Simple closure, wedge excision or segmental resection and anastomosis, ileostomy, and even, side to side ileo-transverse anastomosis after primary repair of the perforation have been described in the literature. In this series ileostomy was fashioned in 82 patients. In our experience, we found that these patients have bowel oedema which makes it difficult for sutures to hold and therefore, exteriorization of the perforated segment as a 'loop' ileostomy should be preferred approach. Closure of this loop ileostomy can be done after 6 to 8 weeks. A primary anastomosis or simple closure should only be done when the patient presents early, and the bowel is healthy. Despite advancement in peri-operative care, peritonitis due to SBP is associated with significant morbidity and mortality. To improve outcome further, various authors attempted to identify risk factors and scoring systems that can reliably prognosticate the disease at time of admission. Of these, the Mannheim Peritonitis Index, which was specifically designed for peritonitis, is found to be most reliable marker for assessing severity and prognosis [8,13,14].

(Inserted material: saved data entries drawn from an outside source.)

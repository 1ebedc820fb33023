//! Debounced settings-button state machine.
//!
//! Turns the raw, bouncy button level into clean short-press and
//! long-press counters. Debounce is by elapsed stability: any raw
//! transition restarts the window, and a candidate level is accepted
//! only once it has held for the full debounce time.
//!
//! The counters are monotonic. Consumers (the menu engine) keep their
//! own last-observed snapshots, so each physical press is seen exactly
//! once, and a press either counts as short or as long - never both.

use crate::config::{DEBOUNCE_MS, LONG_PRESS_MS};

/// Owner of all button state. Poll once per scheduler tick.
pub struct ButtonDebouncer {
    /// Accepted (debounced) level; true while held.
    pressed: bool,
    /// Raw level seen on the previous poll.
    last_raw: bool,
    /// When the accepted level last became pressed.
    press_start: u64,
    /// When the raw level last changed.
    last_debounce: u64,
    /// Set once a hold crosses the long-press threshold; blocks the
    /// short-press count on the eventual release.
    long_press_armed: bool,

    /// Completed short presses. Never decreases.
    pub short_presses: u32,
    /// Long presses, counted the moment the threshold is crossed.
    pub long_presses: u32,

    debounce_ms: u64,
    long_press_ms: u64,
}

impl ButtonDebouncer {
    pub fn new() -> Self {
        Self::with_timing(DEBOUNCE_MS, LONG_PRESS_MS)
    }

    /// Product-tunable timing variant.
    pub fn with_timing(debounce_ms: u64, long_press_ms: u64) -> Self {
        Self {
            pressed: false,
            last_raw: false,
            press_start: 0,
            last_debounce: 0,
            long_press_armed: false,
            short_presses: 0,
            long_presses: 0,
            debounce_ms,
            long_press_ms,
        }
    }

    /// Feed the instantaneous button read (true = held down) and the
    /// current monotonic time in milliseconds.
    pub fn poll(&mut self, raw_pressed: bool, now: u64) {
        if raw_pressed != self.last_raw {
            self.last_debounce = now;
        }

        if now.saturating_sub(self.last_debounce) > self.debounce_ms && raw_pressed != self.pressed
        {
            self.pressed = raw_pressed;

            if self.pressed {
                // Just pressed
                self.press_start = now;
                self.long_press_armed = false;
            } else {
                // Just released
                let held = now.saturating_sub(self.press_start);
                if held < self.long_press_ms && !self.long_press_armed {
                    self.short_presses += 1;
                }
            }
        }

        // Long press fires while still held, without waiting for release.
        if self.pressed
            && !self.long_press_armed
            && now.saturating_sub(self.press_start) > self.long_press_ms
        {
            self.long_press_armed = true;
            self.long_presses += 1;
        }

        self.last_raw = raw_pressed;
    }

    /// Debounced level, for callers that care about the hold itself.
    pub fn is_pressed(&self) -> bool {
        self.pressed
    }
}

impl Default for ButtonDebouncer {
    fn default() -> Self {
        Self::new()
    }
}

#[cfg(test)]
mod tests {
    use super::*;

    /// Walk the debouncer through a stable level for `ms` milliseconds.
    fn hold(btn: &mut ButtonDebouncer, level: bool, from: u64, ms: u64) -> u64 {
        for t in from..from + ms {
            btn.poll(level, t);
        }
        from + ms
    }

    #[test]
    fn short_press_counts_once() {
        let mut btn = ButtonDebouncer::new();
        let t = hold(&mut btn, false, 0, 100);
        let t = hold(&mut btn, true, t, 300); // well under long-press
        hold(&mut btn, false, t, 100);
        assert_eq!(btn.short_presses, 1);
        assert_eq!(btn.long_presses, 0);
    }

    #[test]
    fn long_press_fires_at_threshold_without_release() {
        let mut btn = ButtonDebouncer::new();
        let t = hold(&mut btn, false, 0, 100);
        hold(&mut btn, true, t, LONG_PRESS_MS + 60);
        // Counted while still held.
        assert_eq!(btn.long_presses, 1);
        assert_eq!(btn.short_presses, 0);
    }

    #[test]
    fn long_press_never_also_counts_short_on_release() {
        let mut btn = ButtonDebouncer::new();
        let t = hold(&mut btn, false, 0, 100);
        let t = hold(&mut btn, true, t, LONG_PRESS_MS + 500);
        hold(&mut btn, false, t, 100);
        assert_eq!(btn.long_presses, 1);
        assert_eq!(btn.short_presses, 0);
    }

    #[test]
    fn press_just_under_threshold_is_short() {
        let mut btn = ButtonDebouncer::new();
        let t = hold(&mut btn, false, 0, 100);
        let t = hold(&mut btn, true, t, LONG_PRESS_MS - 1);
        hold(&mut btn, false, t, 100);
        assert_eq!(btn.short_presses, 1);
        assert_eq!(btn.long_presses, 0);
    }

    #[test]
    fn fast_oscillation_never_changes_debounced_level() {
        let mut btn = ButtonDebouncer::new();
        let mut t = hold(&mut btn, false, 0, 100);
        // Toggle every 10 ms - far inside the 50 ms debounce window.
        for i in 0..200u64 {
            for _ in 0..10 {
                btn.poll(i % 2 == 0, t);
                t += 1;
            }
        }
        assert!(!btn.is_pressed());
        assert_eq!(btn.short_presses, 0);
        assert_eq!(btn.long_presses, 0);
    }

    #[test]
    fn counters_are_monotonic_across_presses() {
        let mut btn = ButtonDebouncer::new();
        let mut t = hold(&mut btn, false, 0, 100);
        for _ in 0..3 {
            t = hold(&mut btn, true, t, 200);
            t = hold(&mut btn, false, t, 200);
        }
        assert_eq!(btn.short_presses, 3);
        t = hold(&mut btn, true, t, LONG_PRESS_MS + 100);
        hold(&mut btn, false, t, 200);
        assert_eq!(btn.short_presses, 3);
        assert_eq!(btn.long_presses, 1);
    }
}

It takes into consideration both preoperative and operative factors to identify high risk patients. In present study, MPI>26 was found to reliably predict grade III and more complications (including mortality) in 73.5% of the patients. Apart from MPI, significant number of patients in severe complication group had increased serum lactate, hyperkalaemia and increased respiratory rate. Although, the sensitivity of these parameters when compared individually to MPI was low, the combined sensitivity was however, found to be higher (93.94% Vs 73.53%). Lactate levels as a tool to represent tissue hypoxia was first described by Broder and Weil in 1964 [15]. Lactate, a product of anaerobic glycolysis, is overproduced in patients with tissue hypoxia. Liver (60%) followed by kidney (30%) are major organs responsible for lactate clearance from the body. In presence of sepsis, decreased perfusion associated kidney and liver dysfunction can lead to increased lactate levels because of overproduction and decreased clearance [16]. Increased lactate level can lead to metabolic acidosis in presence of sepsis. To compensate for this, hyperventilation occurs to decrease levels of arterial pCO2 [17]. Complex alterations occur in potassium levels in response to sepsis. Hyperkalaemia can result because of reduced kidney function, presence of metabolic acidosis and increased cell turnover in septic patients [18]. Thus, Hyperlactemia associated with peritonitis can also result in hyperkalaemia and hyperventilation.
Several studies have found lactate level of >2mmol/l, as an independent predictor of survival in patients with mortality [19,20]. Based on data obtained from present study hyperlactemia alone was found to have low sensitivity as compared to MPI (64.71% Vs 73.53%). However, in presence of associated abnormalities like hyperventilation and hyperkalaemia its sensitivity is more than MPI. Therefore, combination of hyperlactemia, hyperkalaemia and hyperventilation can be considered as a better tool in predicting severe complications following SBP. Apart from sensitivity, MPI is also cumbersome to use as it relies on number of preoperative and intraoperative findings. Based on above observations, we recommend combined use of arterial lactate, serum potassium and respiratory rate as predictor of outcome in patients with SBP. But this study has its own limitations. The number of patients with abnormal potassium levels (>5.5 meq/l) and increased respiratory rate(>20/min) were very less. Therefore, large multicentric studies on similar group of patients is required before contribution of these parameters in predicting severe complications can be established.
Conclusion
Combination of hyperlactemia, hyperkalaemia and hyperventilation are an effective tool in predicting severe complications in patients of secondary peritonitis following SBP. Large multicentric studies are however, needed to further validate this before it can be routinely used to predict outcome.